Sawtooth National Forest Avalanche Center
Director Janet Kellam called this week’s avalanche danger "serious."
"Yesterday, unseasonably warm temperatures
at upper elevations induced large, destructive avalanches on Galena Peak,"
Kellam said Tuesday.
Nighttime lows Monday were around 38
degrees Fahrenheit, and at 10 a.m. Tuesday morning, the temperature on Bald
Mountain’s summit was already 44 F.
"The warm temperatures are inducing a
downhill creep of the surface snow, just like the snow on your roof," Kellam
said. "This creates great stress within the snowpack and the buried weak layers
simply can’t withstand the strain.
"We have significant buried weak layers on
the ground and mid-pack. The weak layers fail and the overlying slabs fracture,
creating large, destructive avalanches."
Kellam said backcountry travel near or
below any steep slopes is discouraged until things settle down.

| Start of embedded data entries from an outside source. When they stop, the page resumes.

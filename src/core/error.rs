use std::fmt;

/// Error types for uploader operations
#[derive(Debug)]
pub enum UploaderError {
    /// IO error (resolving file locations, etc.)
    Io(std::io::Error),

    /// Credentials or configuration error
    Config(String),

    /// Root directory inaccessible or a discovered file vanished
    FileSystem(String),

    /// The record store rejected a record
    Upload(String),

    /// HTTP client error
    Http(reqwest::Error),

    /// Setting value out of range (timeout, scheme, record kind)
    InvalidArgument(String),

    /// File walking error
    FileWalking(ignore::Error),
}

impl fmt::Display for UploaderError {
    fn fmt(&self, f: &mut fmt::Formatter<'_>) -> fmt::Result {
        match self {
            UploaderError::Io(err) => write!(f, "IO error: {err}"),
            UploaderError::Config(msg) => write!(f, "Configuration error: {msg}"),
            UploaderError::FileSystem(msg) => write!(f, "File system error: {msg}"),
            UploaderError::Upload(msg) => write!(f, "Upload error: {msg}"),
            UploaderError::Http(err) => write!(f, "HTTP error: {err}"),
            UploaderError::InvalidArgument(msg) => write!(f, "Invalid argument: {msg}"),
            UploaderError::FileWalking(err) => write!(f, "File walking error: {err}"),
        }
    }
}

impl std::error::Error for UploaderError {
    fn source(&self) -> Option<&(dyn std::error::Error + 'static)> {
        match self {
            UploaderError::Io(err) => Some(err),
            UploaderError::Http(err) => Some(err),
            UploaderError::FileWalking(err) => Some(err),
            _ => None,
        }
    }
}

impl From<std::io::Error> for UploaderError {
    fn from(err: std::io::Error) -> Self {
        UploaderError::Io(err)
    }
}

impl From<reqwest::Error> for UploaderError {
    fn from(err: reqwest::Error) -> Self {
        UploaderError::Http(err)
    }
}

impl From<ignore::Error> for UploaderError {
    fn from(err: ignore::Error) -> Self {
        UploaderError::FileWalking(err)
    }
}

/// Type alias for Results using UploaderError
pub type Result<T> = std::result::Result<T, UploaderError>;
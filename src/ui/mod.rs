//! User interface and interaction
//!
//! This module contains CLI parsing, console output and
//! progress reporting.

pub mod cli;
pub mod output;
pub mod progress;

// Re-export commonly used items
pub use cli::{Cli, cli_to_config};
pub use progress::ProgressReporter;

Last week’s storms also elevated avalanche
danger, and several lift-serviced skiers almost learned the hard way that skiing
beyond ski area boundaries on Baldy can be extremely hazardous when avalanche
danger is high.
Sun Valley spokesman Jack Sibbach said the
Sun Valley Ski Patrol responded to an avalanche on a backcountry bowl called
Heaven. Two skiers reported that they were missing a companion, and the ski
patrol performed a quick search of the area, before the missing friend turned
up, having skied to the bottom of the mountain.
"Those ropes are up for a reason," Sibbach
said. "Our ski patrol really has no obligation to get people who go out of
bounds. If something happens on the mountain while they are out there searching,
it could limit their resources," Sibbach said. "Really, the ski patrol and
everyone else involved just wants to say, ‘Be careful.’"
According to the National Avalanche
Center, there have been nine avalanche fatalities in the United States this
winter season. Last Saturday, in fact, a snowboarder was caught and killed in an
avalanche on Teton Pass, between Victor, Idaho, and Jackson, Wyo.